Performance tire reviews and product ratings are quite a valuable source of information when it comes to investing your money wisely. However, there is one little detail that can change the way you interpret your experience with a new brand of sport performance or high performance tire. Do you drive a front-wheel or rear-wheel drive vehicle? This may sound like a trivial distinction, but good tire reviewers know that this little detail can alter your view of a performance tire's handling on the vehicle. If you are interested in speed, it's very important to 'translate' the review to fit your vehicle's front or rear drive characteristics.
If you are new to high performance tires, you might overlook an important handling aspect; how does your vehicle respond on wet surfaces? Some sport performance tire comparison tests concentrate on 'dry handling' data as the major part of the performance rating. If you are still getting the hang of how your vehicle behaves with performance tires, be sure to get an idea of how the tires behave on the wet road. Getting used to the responsiveness of your vehicle in the rain and snow is important when it comes to controlled handling. Don't be caught by surprise-make a conscious effort to learn the limitations and advantages of your high performance tires in the wet. There are "all-season" performance tires available if you'd rather avoid a regular tire swap when summer and winter come along. To get an overload of information on wet testing tires, do a Google search on the phrase "performance tire wet test."

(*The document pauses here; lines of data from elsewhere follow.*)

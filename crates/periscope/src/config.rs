//! Tunables and input validation limits.

use std::time::Duration;

use serde::{Deserialize, Serialize};

use crate::errors::AutomationError;

/// Largest coordinate the input backends accept (16-bit screen space).
pub const MAX_COORDINATE: i32 = 65_535;
pub const MIN_COORDINATE: i32 = 0;

/// Process-lifetime configuration for the automation core.
///
/// Everything here has a conservative default; construct with
/// `AutomationConfig::default()` and override fields as needed.
#[derive(Debug, Clone, Serialize, Deserialize)]
#[serde(default)]
pub struct AutomationConfig {
    /// Idle time after which a reference is swept. Sweeps run opportunistically
    /// before each snapshot, never from a timer thread.
    pub reference_ttl_secs: u64,
    /// Traversal depth used when the caller does not pass one.
    pub default_max_depth: usize,
    /// Hard ceiling on caller-requested depth.
    pub max_depth_limit: usize,
    /// Delete a group when its last window is released. Off by default: an
    /// emptied group stays present and listable until explicitly deleted.
    pub auto_delete_empty_groups: bool,
    /// Longest accepted search query, in characters.
    pub max_query_length: usize,
    /// Longest text payload accepted for input actions, in characters.
    pub max_text_length: usize,
}

impl Default for AutomationConfig {
    fn default() -> Self {
        Self {
            reference_ttl_secs: 300,
            default_max_depth: 15,
            max_depth_limit: 50,
            auto_delete_empty_groups: false,
            max_query_length: 1_000,
            max_text_length: 10_000,
        }
    }
}

impl AutomationConfig {
    pub fn reference_ttl(&self) -> Duration {
        Duration::from_secs(self.reference_ttl_secs)
    }

    /// Clamp a caller-requested depth to the configured ceiling.
    pub fn effective_depth(&self, requested: Option<usize>) -> usize {
        requested
            .unwrap_or(self.default_max_depth)
            .min(self.max_depth_limit)
    }

    /// Reject empty or oversized queries before any provider call is made.
    pub fn validate_query(&self, query: &str) -> Result<(), AutomationError> {
        if query.trim().is_empty() {
            return Err(AutomationError::InvalidArgument(
                "query cannot be empty".to_string(),
            ));
        }
        if query.chars().count() > self.max_query_length {
            return Err(AutomationError::InvalidArgument(format!(
                "query too long ({} > {})",
                query.chars().count(),
                self.max_query_length
            )));
        }
        Ok(())
    }

    /// Reject oversized text payloads before they reach an input backend.
    pub fn validate_text(&self, text: &str) -> Result<(), AutomationError> {
        if text.chars().count() > self.max_text_length {
            return Err(AutomationError::InvalidArgument(format!(
                "text too long ({} > {})",
                text.chars().count(),
                self.max_text_length
            )));
        }
        Ok(())
    }
}

/// Validate a screen coordinate pair. Fails fast, before any provider call.
pub fn validate_coordinates(x: i32, y: i32) -> Result<(), AutomationError> {
    for (axis, value) in [("x", x), ("y", y)] {
        if !(MIN_COORDINATE..=MAX_COORDINATE).contains(&value) {
            return Err(AutomationError::InvalidArgument(format!(
                "{axis} coordinate {value} out of range ({MIN_COORDINATE}-{MAX_COORDINATE})"
            )));
        }
    }
    Ok(())
}

#[cfg(test)]
mod tests {
    use super::*;

    #[test]
    fn query_validation() {
        let config = AutomationConfig::default();
        assert!(config.validate_query("save button").is_ok());
        assert!(matches!(
            config.validate_query("   "),
            Err(AutomationError::InvalidArgument(_))
        ));
        let long = "q".repeat(1_001);
        assert!(matches!(
            config.validate_query(&long),
            Err(AutomationError::InvalidArgument(_))
        ));
    }

    #[test]
    fn text_validation() {
        let config = AutomationConfig::default();
        assert!(config.validate_text("").is_ok());
        let long = "t".repeat(10_001);
        assert!(matches!(
            config.validate_text(&long),
            Err(AutomationError::InvalidArgument(_))
        ));
    }

    #[test]
    fn coordinate_validation() {
        assert!(validate_coordinates(0, 0).is_ok());
        assert!(validate_coordinates(65_535, 65_535).is_ok());
        assert!(validate_coordinates(-1, 0).is_err());
        assert!(validate_coordinates(0, 65_536).is_err());
    }

    #[test]
    fn depth_clamping() {
        let config = AutomationConfig::default();
        assert_eq!(config.effective_depth(None), 15);
        assert_eq!(config.effective_depth(Some(3)), 3);
        assert_eq!(config.effective_depth(Some(500)), 50);
    }
}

Performance tire manufacturers are getting more innovative with design and materials. Did you know one of the latest products incorporates carbon fiber materials used to reinforce jet airplanes? New performance tires are rolling off the assembly line with a new range of construction designs, including a model, which uses Kevlar, the same stuff bulletproof vests are made of. These new tires offer quieter rides, better treadwear and the usual performance car enthusiasts expect. Selected models even come with a thirty-day, no obligation trial period, so your exploration of this new technology is practically risk free.
There is an ever-increasing line of high-performance tires that cater to drivers who want flashy looks as well as excellent traction and handling. Some come in a variety of colors; red, blue, yellow as well as the standard black. The market for sport-performance tires and high-performance tires continues to grow, and with manufacturers becoming more responsive to this market, you'll find a larger range of styles and looks to choose from. Performance driving is getting more and more stylish; the flash is catching up to the quality. You should read road test reviews of the latest high-performance tires and make an informed decision before you buy.
Did you know there are book resources for your high performance tire and sport performance tire needs? A quick check of Amazon.com reveals many related titles including Paul Haney's "Racing & High Performance Tire: Using Tires to Tune for Grip and Balance." With Amazon you can also find articles and digital documents on related topics, including the Rubber World article "Effects of Aspect Ratio on Tire Performance." If you are serious about sport performance tires, you may find these books and articles very helpful in the quest to get the best value for your money.
For regular street driving there are several categories of high performance tire; high performance and ultra high performance are two of these. What's the difference? The high performance tire offers much better traction. This can give you a big safety edge when it comes to what some drivers call "emergency handling." The ultra high performance tire is another step above--so far up that some believe the average driver shouldn't spend the money because they will never need to fully utilize that kind of performance on the street. Also, some drivers warn of low treadlife associated with some ultra high performance tires on non-racing vehicles. If you are still unsure whether to pay for a high performance tire you should consider the "touring tire," which is geared for a more average type use on the open road.